Activity: Return, exactly as written, all lines from the line containing "v.and_then(date32_to_date).map(|d| days_until(d, today)))" to the end of the entries below, with both ends included.

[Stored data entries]
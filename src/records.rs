// src/records.rs

use anyhow::{anyhow, Result};
use arrow::{
    array::{Array, Date32Array, Int64Array, StringArray},
    datatypes::{DataType, SchemaRef},
    record_batch::RecordBatch,
};
use chrono::NaiveDate;

use crate::error::AuctionError;
use crate::process::derive::{DAYS_COLUMN, SUBMISSION_COLUMN};

pub const ISSUE_COLUMN: &str = "date_of_issue_of_auction_notice";
pub const AUCTION_COLUMN: &str = "date_of_auction";

/// The designated date columns, in the order the coercer handles them.
pub const DATE_COLUMNS: [&str; 3] = [ISSUE_COLUMN, AUCTION_COLUMN, SUBMISSION_COLUMN];

/// Ordered, immutable set of canonical records backed by one Arrow batch.
///
/// Construction checks that `days_until_submission` exists as Int64, so every
/// consumer can rely on it.
#[derive(Debug, Clone)]
pub struct RecordSet {
    batch: RecordBatch,
    days_idx: usize,
}

/// One row, typed. Non-date columns are carried as text in source order.
#[derive(Debug, Clone, PartialEq, Eq)]
pub struct CanonicalRecord {
    pub date_of_issue_of_auction_notice: Option<NaiveDate>,
    pub date_of_auction: Option<NaiveDate>,
    pub last_date_of_submission: Option<NaiveDate>,
    pub days_until_submission: Option<i64>,
    pub fields: Vec<(String, Option<String>)>,
}

impl CanonicalRecord {
    pub fn field(&self, name: &str) -> Option<&str> {
        self.fields
            .iter()
            .find(|(n, _)| n == name)
            .and_then(|(_, v)| v.as_deref())
    }
}

impl RecordSet {
    pub fn new(batch: RecordBatch) -> Result<Self> {
        let days_idx = batch
            .schema()
            .index_of(DAYS_COLUMN)
            .map_err(|_| AuctionError::MissingRequiredColumn {
                column: DAYS_COLUMN.into(),
            })?;
        let dt = batch.schema().field(days_idx).data_type().clone();
        if dt != DataType::Int64 {
            return Err(anyhow!("{} is {:?}, expected Int64", DAYS_COLUMN, dt));
        }
        Ok(Self { batch, days_idx })
    }

    pub fn batch(&self) -> &RecordBatch {
        &self.batch
    }

    pub fn schema(&self) -> SchemaRef {
        self.batch.schema()
    }

    pub fn column_names(&self) -> Vec<String> {
        self.batch
            .schema()
            .fields()
            .iter()
            .map(|f| f.name().clone())
            .collect()
    }

    pub fn len(&self) -> usize {
        self.batch.num_rows()
    }

    pub fn is_empty(&self) -> bool {
        self.len() == 0
    }

    pub fn days(&self) -> &Int64Array {
        self.batch
            .column(self.days_idx)
            .as_any()
            .downcast_ref::<Int64Array>()
            .expect("days column type checked in RecordSet::new")
    }

    pub fn days_at(&self, row: usize) -> Option<i64> {
        let days = self.days();
        days.is_valid(row).then(|| days.value(row))
    }

    /// Same schema, different rows; used by the filter.
    pub(crate) fn with_batch(&self, batch: RecordBatch) -> Self {
        Self {
            batch,
            days_idx: self.days_idx,
        }
    }

    pub fn record(&self, row: usize) -> CanonicalRecord {
        let mut rec = CanonicalRecord {
            date_of_issue_of_auction_notice: None,
            date_of_auction: None,
            last_date_of_submission: None,
            days_until_submission: self.days_at(row),
            fields: Vec::new(),
        };

        let schema = self.batch.schema();
        for (field, col) in schema.fields().iter().zip(self.batch.columns()) {
            if let Some(dates) = col.as_any().downcast_ref::<Date32Array>() {
                let v = dates.is_valid(row).then(|| dates.value_as_date(row)).flatten();
                match field.name().as_str() {
                    ISSUE_COLUMN => rec.date_of_issue_of_auction_notice = v,
                    AUCTION_COLUMN => rec.date_of_auction = v,
                    SUBMISSION_COLUMN => rec.last_date_of_submission = v,
                    _ => rec
                        .fields
                        .push((field.name().clone(), v.map(|d| d.to_string()))),
                }
            } else if let Some(text) = col.as_any().downcast_ref::<StringArray>() {
                let v = text.is_valid(row).then(|| text.value(row).to_string());
                rec.fields.push((field.name().clone(), v));
            }
        }
        rec
    }

    pub fn records(&self) -> impl Iterator<Item = CanonicalRecord> + '_ {
        (0..self.len()).map(|i| self.record(i))
    }
}

#[cfg(test)]
mod tests {
    use super::*;
    use crate::process::convert::{build_batch, ColumnKind};

    #[test]
    fn rejects_batches_without_days() {
        let (batch, _) = build_batch(
            &["name".to_string()],
            &[vec!["x".to_string()]],
            |_| ColumnKind::Text,
        )
        .unwrap();
        let err = RecordSet::new(batch).unwrap_err();
        assert!(matches!(
            AuctionError::find(&err),
            Some(AuctionError::MissingRequiredColumn { .. })
        ));
    }

    #[test]
    fn typed_record_view() {
        let headers: Vec<String> = ["name", AUCTION_COLUMN, SUBMISSION_COLUMN, DAYS_COLUMN]
            .iter()
            .map(|s| s.to_string())
            .collect();
        let rows = vec![vec![
            "Acme Ltd".to_string(),
            "2024-02-01".to_string(),
            "2024-01-15".to_string(),
            "5".to_string(),
        ]];
        let (batch, _) = build_batch(&headers, &rows, |n| match n {
            AUCTION_COLUMN | SUBMISSION_COLUMN => ColumnKind::Date,
            DAYS_COLUMN => ColumnKind::Days,
            _ => ColumnKind::Text,
        })
        .unwrap();
        let set = RecordSet::new(batch).unwrap();

        let rec = set.record(0);
        assert_eq!(rec.field("name"), Some("Acme Ltd"));
        assert_eq!(rec.date_of_auction, NaiveDate::from_ymd_opt(2024, 2, 1));
        assert_eq!(rec.last_date_of_submission, NaiveDate::from_ymd_opt(2024, 1, 15));
        assert_eq!(rec.date_of_issue_of_auction_notice, None);
        assert_eq!(rec.days_until_submission, Some(5));
        assert_eq!(set.days_at(0), Some(5));
    }
}
use anyhow::{anyhow, Result};
use arrow::{
    array::{Array, ArrayRef, Date32Array, Int64Array},
    datatypes::{DataType, Field, Schema},
    record_batch::RecordBatch,
};
use chrono::NaiveDate;
use std::sync::Arc;

use crate::error::AuctionError;
use crate::process::convert::date32_to_date;

pub const SUBMISSION_COLUMN: &str = "last_date_of_submission";
pub const DAYS_COLUMN: &str = "days_until_submission";

/// Signed whole days from `today` to `deadline`; negative once it has passed.
pub fn days_until(deadline: NaiveDate, today: NaiveDate) -> i64 {
    (deadline - today).num_days()
}

/// Append `days_until_submission` computed against one fixed `today`.
///
/// Fails the whole batch when `last_date_of_submission` is missing; rows with
/// an absent submission date just get an absent day count. An existing
/// `days_until_submission` column is replaced so the derived one is always last.
pub fn append_days_until_submission(batch: &RecordBatch, today: NaiveDate) -> Result<RecordBatch> {
    let schema = batch.schema();
    let idx = schema
        .index_of(SUBMISSION_COLUMN)
        .map_err(|_| AuctionError::MissingRequiredColumn {
            column: SUBMISSION_COLUMN.into(),
        })?;

    let deadlines = batch
        .column(idx)
        .as_any()
        .downcast_ref::<Date32Array>()
        .ok_or_else(|| {
            anyhow!(
                "{} is {:?}, expected Date32",
                SUBMISSION_COLUMN,
                schema.field(idx).data_type()
            )
        })?;

    let days: Int64Array = deadlines
        .iter()
        .map(|v| v.and_then(date32_to_date).map(|d| days_until(d, today)))
        .collect();

    let mut fields = Vec::with_capacity(schema.fields().len() + 1);
    let mut cols: Vec<ArrayRef> = Vec::with_capacity(schema.fields().len() + 1);
    for (field, col) in schema.fields().iter().zip(batch.columns()) {
        if field.name() != DAYS_COLUMN {
            fields.push(field.as_ref().clone());
            cols.push(col.clone());
        }
    }
    fields.push(Field::new(DAYS_COLUMN, DataType::Int64, true));
    cols.push(Arc::new(days));

    RecordBatch::try_new(Arc::new(Schema::new(fields)), cols).map_err(Into::into)
}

Solution to this problem:
        .map(|v| v.and_then(date32_to_date).map(|d| days_until(d, today)))
        .collect();

    let mut fields = Vec::with_capacity(schema.fields().len() + 1);
    let mut cols: Vec<ArrayRef> = Vec::with_capacity(schema.fields().len() + 1);
    for (field, col) in schema.fields().iter().zip(batch.columns()) {
        if field.name() != DAYS_COLUMN {
            fields.push(field.as_ref().clone());
            cols.push(col.clone());
        }
    }
    fields.push(Field::new(DAYS_COLUMN, DataType::Int64, true));
    cols.push(Arc::new(days));

    RecordBatch::try_new(Arc::new(Schema::new(fields)), cols).map_err(Into::into)
}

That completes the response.